Police stats suggest Facebook becoming hotbed of crime
by Steven Mostyn - Dec 15 2010, 09:16
Emergency calls on the up regarding Facebook. Image: Facebook.
Maintaining today’s focus on tech-related crime, statistics spread across multiple police forces in the UK suggest that criminal activity via Facebook is quickly spiralling out of control.
Including figures plucked from 16 different contributing police chiefs, the numbers show that more than 100,000 crimes have been committed on the world’s biggest social network in the last five years.

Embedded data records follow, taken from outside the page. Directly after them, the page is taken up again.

//! Selects which `OcrProvider` implementation this binary is built with.
//!
//! `OcrProvider` carries an associated const, so it is not object-safe — the
//! active provider is a compile-time type alias rather than a `Box<dyn _>`,
//! picked by feature flag instead of at runtime.

#[cfg(all(feature = "windows-ocr", windows))]
pub type ActiveProvider = frametrace_ocr::WindowsOcrProvider;

#[cfg(not(all(feature = "windows-ocr", windows)))]
pub type ActiveProvider = frametrace_ocr::TesseractProvider;

#[cfg(all(feature = "windows-ocr", windows))]
pub fn build(language: &str) -> anyhow::Result<ActiveProvider> {
    frametrace_ocr::WindowsOcrProvider::new(Some(language)).map_err(Into::into)
}

#[cfg(not(all(feature = "windows-ocr", windows)))]
pub fn build(language: &str) -> anyhow::Result<ActiveProvider> {
    frametrace_ocr::TesseractProvider::new(language).map_err(Into::into)
}
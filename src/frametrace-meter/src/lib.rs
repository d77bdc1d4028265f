//! Thread-safe processing-rate aggregator.
//!
//! Workers report every OCR'd or skipped frame; every 5 seconds of wall time
//! the meter emits a [`Progress`] snapshot to its callback and resets its
//! internal counters.

use std::sync::Mutex;
use std::time::{Duration, Instant};

const REPORT_INTERVAL: Duration = Duration::from_secs(5);

/// A single rate report.
#[derive(Debug, Clone, Copy, PartialEq)]
pub struct Progress {
    /// Frames actually OCR'd per second since the last report.
    pub recognized_fps: f64,
    /// Frames seen (OCR'd or skipped) per second since the last report —
    /// i.e. the overall seek/advance rate.
    pub total_fps: f64,
    /// Highest frame number observed so far.
    pub last_frame_number: i64,
}

struct State {
    last_report_time: Instant,
    frames_processed: u64,
    last_frame_number: i64,
    last_report_frame_number: i64,
}

/// Aggregates frame-processing speed across all OCR worker threads.
///
/// `starting_frame_num` seeds the baseline for the first report's `total_fps`
/// so the rate computed right after resume reflects frames processed since
/// the run started, not since frame 0.
pub struct SpeedMeter<F: Fn(Progress) + Send + Sync> {
    state: Mutex<State>,
    callback: F,
}

impl<F: Fn(Progress) + Send + Sync> SpeedMeter<F> {
    pub fn new(starting_frame_num: i64, callback: F) -> Self {
        Self {
            state: Mutex::new(State {
                last_report_time: Instant::now(),
                frames_processed: 0,
                last_frame_number: 0,
                last_report_frame_number: starting_frame_num,
            }),
            callback,
        }
    }

    /// Record a frame that was actually OCR'd.
    pub fn record_ocr(&self, frame_num: i64) {
        let mut state = self.state.lock().unwrap();
        state.last_frame_number = state.last_frame_number.max(frame_num);
        state.frames_processed += 1;
        self.check_progress(&mut state);
    }

    /// Record a frame that was skipped (already processed, per the store).
    pub fn record_skip(&self, frame_num: i64) {
        let mut state = self.state.lock().unwrap();
        state.last_frame_number = state.last_frame_number.max(frame_num);
        self.check_progress(&mut state);
    }

    fn check_progress(&self, state: &mut State) {
        let now = Instant::now();
        let elapsed = now.duration_since(state.last_report_time);
        if elapsed < REPORT_INTERVAL {
            return;
        }

        let elapsed_secs = elapsed.as_secs_f64();
        let frames_seeked = state.last_frame_number - state.last_report_frame_number;

        let report = Progress {
            recognized_fps: state.frames_processed as f64 / elapsed_secs,
            total_fps: frames_seeked as f64 / elapsed_secs,
            last_frame_number: state.last_frame_number,
        };
        (self.callback)(report);

        state.last_report_frame_number = state.last_frame_number;
        state.last_report_time = now;
        state.frames_processed = 0;
    }
}

#[cfg(test)]
mod tests {
    use super::*;
    use std::sync::atomic::{AtomicUsize, Ordering};
    use std::sync::Arc;

    #[test]
    fn tracks_max_frame_number_across_ocr_and_skip() {
        let calls = Arc::new(AtomicUsize::new(0));
        let c = Arc::clone(&calls);
        let meter = SpeedMeter::new(0, move |_| {
            c.fetch_add(1, Ordering::SeqCst);
        });

        meter.record_ocr(5);
        meter.record_skip(10);
        meter.record_ocr(3);

        let state = meter.state.lock().unwrap();
        assert_eq!(state.last_frame_number, 10);
        assert_eq!(state.frames_processed, 2);
    }

    #[test]
    fn does_not_report_before_interval_elapses() {
        let calls = Arc::new(AtomicUsize::new(0));
        let c = Arc::clone(&calls);
        let meter = SpeedMeter::new(0, move |_| {
            c.fetch_add(1, Ordering::SeqCst);
        });
        for i in 0..100 {
            meter.record_ocr(i);
        }
        assert_eq!(calls.load(Ordering::SeqCst), 0);
    }
}
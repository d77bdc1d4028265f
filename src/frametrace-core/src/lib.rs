//! Frametrace Core Library
//!
//! Wires together decoding, OCR, and the result store into the end-to-end
//! pipeline, plus the CLI-facing configuration and logging setup.

pub mod colored_logger;
pub mod config;
pub mod error;
pub mod pipeline;
pub mod provider;
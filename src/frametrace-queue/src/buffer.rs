/// A reusable decoded-frame buffer, lent alternately to the decoder (writer)
/// and an OCR worker (reader).
///
/// `frame_number` and the pixel contents are overwritten by the decoder each
/// time the buffer comes back around on the producer side; the allocation
/// itself is never freed for the lifetime of the owning [`crate::FrameQueue`].
#[derive(Debug)]
pub struct FrameBuffer {
    pub frame_number: i64,
    pub data: Vec<u8>,
    pub width: u32,
    pub height: u32,
    pub bytes_per_line: usize,
}

impl FrameBuffer {
    pub fn new(width: u32, height: u32, bytes_per_line: usize) -> Self {
        Self {
            frame_number: -1,
            data: vec![0u8; bytes_per_line * height as usize],
            width,
            height,
            bytes_per_line,
        }
    }

    /// Copy `src` into this buffer's backing storage, resizing only if the
    /// decoder's output dimensions changed (e.g. after a mid-stream format
    /// change).
    pub fn fill(&mut self, frame_number: i64, width: u32, height: u32, bytes_per_line: usize, src: &[u8]) {
        self.frame_number = frame_number;
        self.width = width;
        self.height = height;
        self.bytes_per_line = bytes_per_line;
        if self.data.len() != src.len() {
            self.data.resize(src.len(), 0);
        }
        self.data.copy_from_slice(src);
    }
}
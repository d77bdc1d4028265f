//! End-to-end wiring test covering queue, OCR worker, and store together,
//! without a real video file — stands in for the decoder by feeding the
//! queue directly, the way `frametrace-ocr`'s own worker tests do.

use std::sync::Arc;

use frametrace_db::Database;
use frametrace_meter::SpeedMeter;
use frametrace_ocr::{FixedProvider, TextEntry};
use frametrace_queue::FrameQueue;

#[test]
fn ocr_results_from_a_fixed_provider_land_in_the_store() {
    let queue = FrameQueue::new(2, 4, 4, 12);
    let db = Arc::new(Database::open_in_memory().unwrap());
    let meter = Arc::new(SpeedMeter::new(0, |_| {}));

    let provider = FixedProvider::new(vec![TextEntry {
        left: 0,
        top: 0,
        right: 10,
        bottom: 10,
        confidence: 95.0,
        text: "hello".to_string(),
    }]);

    // Hand two frames to the queue, as the decoder would, then shut it down
    // so the worker loop below drains and returns.
    for frame_number in [0, 1] {
        let mut buf = queue.take_producer().unwrap();
        buf.fill(frame_number, 4, 4, 12, &[0u8; 48]);
        queue.return_consumer(buf);
    }
    queue.shutdown();

    {
        let db = Arc::clone(&db);
        let meter = Arc::clone(&meter);
        frametrace_ocr::run(
            &queue,
            &provider,
            |n| db.is_frame_processed(n).unwrap_or(false),
            |n| meter.record_skip(n),
            |n| meter.record_ocr(n),
            |result| db.store(&result).unwrap(),
        );
    }

    let stats = db.stats().unwrap();
    assert_eq!(stats.last_processed_frame, 1);
    assert_eq!(stats.distinct_text_count, 1);
    assert_eq!(stats.text_instance_count, 2);

    let hits = db.find_text("%hel%").unwrap();
    assert_eq!(hits.len(), 2);
}

#[test]
fn a_frame_already_marked_processed_is_skipped_not_reocred() {
    let queue = FrameQueue::new(1, 4, 4, 12);
    let db = Database::open_in_memory().unwrap();
    db.store(&frametrace_ocr::OcrResult { frame_number: 5, entries: vec![] }).unwrap();

    let mut buf = queue.take_producer().unwrap();
    buf.fill(5, 4, 4, 12, &[0u8; 48]);
    queue.return_consumer(buf);
    queue.shutdown();

    let provider = FixedProvider::new(vec![TextEntry {
        left: 0,
        top: 0,
        right: 1,
        bottom: 1,
        confidence: 50.0,
        text: "should-not-be-stored".to_string(),
    }]);

    frametrace_ocr::run(
        &queue,
        &provider,
        |n| db.is_frame_processed(n).unwrap_or(false),
        |_| {},
        |_| panic!("record_ocr should not run for an already-processed frame"),
        |_| panic!("on_result should not run for an already-processed frame"),
    );

    assert_eq!(db.stats().unwrap().text_instance_count, 0);
}
//! Store operations: transactional inserts, the resume pointer, and
//! substring search.

use rusqlite::{params, Connection};

use frametrace_ocr::OcrResult;

use crate::error::DatabaseError;
use crate::schema::TextInstanceRow;

/// Persist an OCR result. An empty `entries` list still advances the resume
/// pointer — it records that the frame was examined, even though nothing
/// worth keeping was found.
///
/// Idempotent: a `frame_number` at or below the resume pointer is already
/// accounted for, so calling this twice for the same frame is a no-op the
/// second time rather than inserting duplicate `text_instances` rows.
pub fn store(conn: &mut Connection, result: &OcrResult) -> Result<(), DatabaseError> {
    if is_frame_processed(conn, result.frame_number)? {
        return Ok(());
    }

    let tx = conn.transaction()?;

    {
        let mut insert_text = tx.prepare_cached("INSERT OR IGNORE INTO text_entries(value) VALUES (?1)")?;
        let mut lookup_text_id = tx.prepare_cached("SELECT id FROM text_entries WHERE value = ?1")?;
        let mut insert_instance = tx.prepare_cached(
            "INSERT INTO text_instances(text_entry_id, frame_num, left, top, right, bottom, confidence) \
             VALUES (?1, ?2, ?3, ?4, ?5, ?6, ?7)",
        )?;

        for entry in &result.entries {
            insert_text.execute(params![entry.text])?;
            let text_entry_id: i64 = lookup_text_id.query_row(params![entry.text], |row| row.get(0))?;
            insert_instance.execute(params![
                text_entry_id,
                result.frame_number,
                entry.left,
                entry.top,
                entry.right,
                entry.bottom,
                entry.confidence as f64,
            ])?;
        }
    }

    advance_progress_tx(&tx, result.frame_number)?;
    tx.commit()?;
    Ok(())
}

/// Whether `frame_number` has already been persisted, per the monotonic
/// `max(seen)` progress pointer.
pub fn is_frame_processed(conn: &Connection, frame_number: i64) -> Result<bool, DatabaseError> {
    Ok(frame_number <= last_processed_frame(conn)?)
}

/// The next frame a fresh run should start decoding from: one past the
/// highest frame number ever committed, or 0 for a store that has never
/// processed anything.
pub fn starting_frame(conn: &Connection) -> Result<i64, DatabaseError> {
    Ok(last_processed_frame(conn)? + 1)
}

pub fn last_processed_frame(conn: &Connection) -> Result<i64, DatabaseError> {
    let value: String = conn.query_row(
        "SELECT value FROM metadata WHERE key = 'last_processed_frame'",
        [],
        |row| row.get(0),
    )?;
    Ok(value.parse().unwrap_or(-1))
}

/// Advance the resume pointer outside of a `store` call, e.g. when a worker
/// skips an already-processed frame but the pointer should still reflect it
/// having been seen.
pub fn advance_progress(conn: &Connection, frame_number: i64) -> Result<(), DatabaseError> {
    advance_progress_tx(conn, frame_number)
}

fn advance_progress_tx(conn: &Connection, frame_number: i64) -> Result<(), DatabaseError> {
    let current = last_processed_frame(conn)?;
    if frame_number > current {
        conn.execute(
            "UPDATE metadata SET value = ?1 WHERE key = 'last_processed_frame'",
            params![frame_number.to_string()],
        )?;
    }
    Ok(())
}

/// Substring search over recognized text. `pattern` is passed straight to
/// SQL `LIKE`, so callers supply their own `%` wildcards.
pub fn find_text(conn: &Connection, pattern: &str) -> Result<Vec<TextInstanceRow>, DatabaseError> {
    let mut stmt = conn.prepare(
        r#"SELECT ti.frame_num, ti.left, ti.top, ti.right, ti.bottom, ti.confidence, te.value
           FROM text_instances ti
           JOIN text_entries te ON te.id = ti.text_entry_id
           WHERE te.value LIKE ?1
           ORDER BY ti.frame_num"#,
    )?;

    let rows = stmt
        .query_map(params![pattern], |row| {
            Ok(TextInstanceRow {
                frame_number: row.get(0)?,
                left: row.get(1)?,
                top: row.get(2)?,
                right: row.get(3)?,
                bottom: row.get(4)?,
                confidence: row.get::<_, f64>(5)? as f32,
                text: row.get(6)?,
            })
        })?
        .collect::<rusqlite::Result<Vec<_>>>()?;

    Ok(rows)
}

/// Summary statistics for the `status` CLI subcommand.
#[derive(Debug, Clone, PartialEq)]
pub struct StoreStats {
    pub schema_version: i64,
    pub last_processed_frame: i64,
    pub text_instance_count: i64,
    pub distinct_text_count: i64,
}

pub fn stats(conn: &Connection) -> Result<StoreStats, DatabaseError> {
    let schema_version: String = conn.query_row(
        "SELECT value FROM metadata WHERE key = 'version'",
        [],
        |row| row.get(0),
    )?;
    let text_instance_count: i64 = conn.query_row("SELECT COUNT(*) FROM text_instances", [], |row| row.get(0))?;
    let distinct_text_count: i64 = conn.query_row("SELECT COUNT(*) FROM text_entries", [], |row| row.get(0))?;

    Ok(StoreStats {
        schema_version: schema_version.parse().unwrap_or(0),
        last_processed_frame: last_processed_frame(conn)?,
        text_instance_count,
        distinct_text_count,
    })
}

#[cfg(test)]
mod tests {
    use super::*;
    use crate::Database;
    use frametrace_ocr::TextEntry;

    fn entry(text: &str) -> TextEntry {
        TextEntry { left: 0, top: 0, right: 10, bottom: 10, confidence: 95.0, text: text.to_string() }
    }

    #[test]
    fn storing_a_result_advances_progress_and_dedupes_text() {
        let mut db = Database::open_in_memory().unwrap();

        store(
            db.connection_mut(),
            &OcrResult { frame_number: 5, entries: vec![entry("hello"), entry("world")] },
        )
        .unwrap();
        store(
            db.connection_mut(),
            &OcrResult { frame_number: 6, entries: vec![entry("hello")] },
        )
        .unwrap();

        assert_eq!(last_processed_frame(&db.connection()).unwrap(), 6);
        assert!(is_frame_processed(&db.connection(), 6).unwrap());
        assert!(!is_frame_processed(&db.connection(), 7).unwrap());

        let s = stats(&db.connection()).unwrap();
        assert_eq!(s.text_instance_count, 3);
        assert_eq!(s.distinct_text_count, 2);
    }

    #[test]
    fn empty_result_still_advances_the_pointer() {
        let mut db = Database::open_in_memory().unwrap();
        store(db.connection_mut(), &OcrResult { frame_number: 42, entries: vec![] }).unwrap();
        assert_eq!(starting_frame(&db.connection()).unwrap(), 43);
    }

    #[test]
    fn storing_the_same_frame_twice_does_not_duplicate_instances() {
        let mut db = Database::open_in_memory().unwrap();

        let result = OcrResult { frame_number: 5, entries: vec![entry("hello")] };
        store(db.connection_mut(), &result).unwrap();
        store(db.connection_mut(), &result).unwrap();

        let s = stats(&db.connection()).unwrap();
        assert_eq!(s.text_instance_count, 1);
        assert_eq!(s.distinct_text_count, 1);
    }

    #[test]
    fn substring_search_matches_only_containing_entries() {
        let mut db = Database::open_in_memory().unwrap();
        store(
            db.connection_mut(),
            &OcrResult {
                frame_number: 1,
                entries: vec![entry("hello"), entry("world"), entry("help")],
            },
        )
        .unwrap();

        let hits = find_text(&db.connection(), "%hel%").unwrap();
        let texts: Vec<_> = hits.iter().map(|r| r.text.as_str()).collect();
        assert_eq!(texts.len(), 2);
        assert!(texts.contains(&"hello"));
        assert!(texts.contains(&"help"));
    }
}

Furthermore, some 7,545 emergency calls related to Facebook have been made to the police since January of 2010, which is a significant increase from the 1,411 calls received in 2005 when the site’s popularity was snowballing.
“While there is a correlation between Facebook’s growing size and the number of calls, there is no evidence to suggest that the use of Facebook was the cause or carrier of a criminal act in any of the phone calls referenced,” a Facebook spokesman commented in a Daily Mail report.
Taking a closer look at the content of the police calls, Facebook has been home to a variety of offences connected to fraud, intimidation, bullying, harassment, acts of terrorism, illegal firearms, and even the sexual grooming of children.
Figures offered up by Cambridgeshire police show they have received 1,640 crimes on Facebook in 2010, which is a massive leap of 7,400 percent when compared to the mere 22 calls made in 2007.
The police crime stats were acquired through the Freedom of Information Act.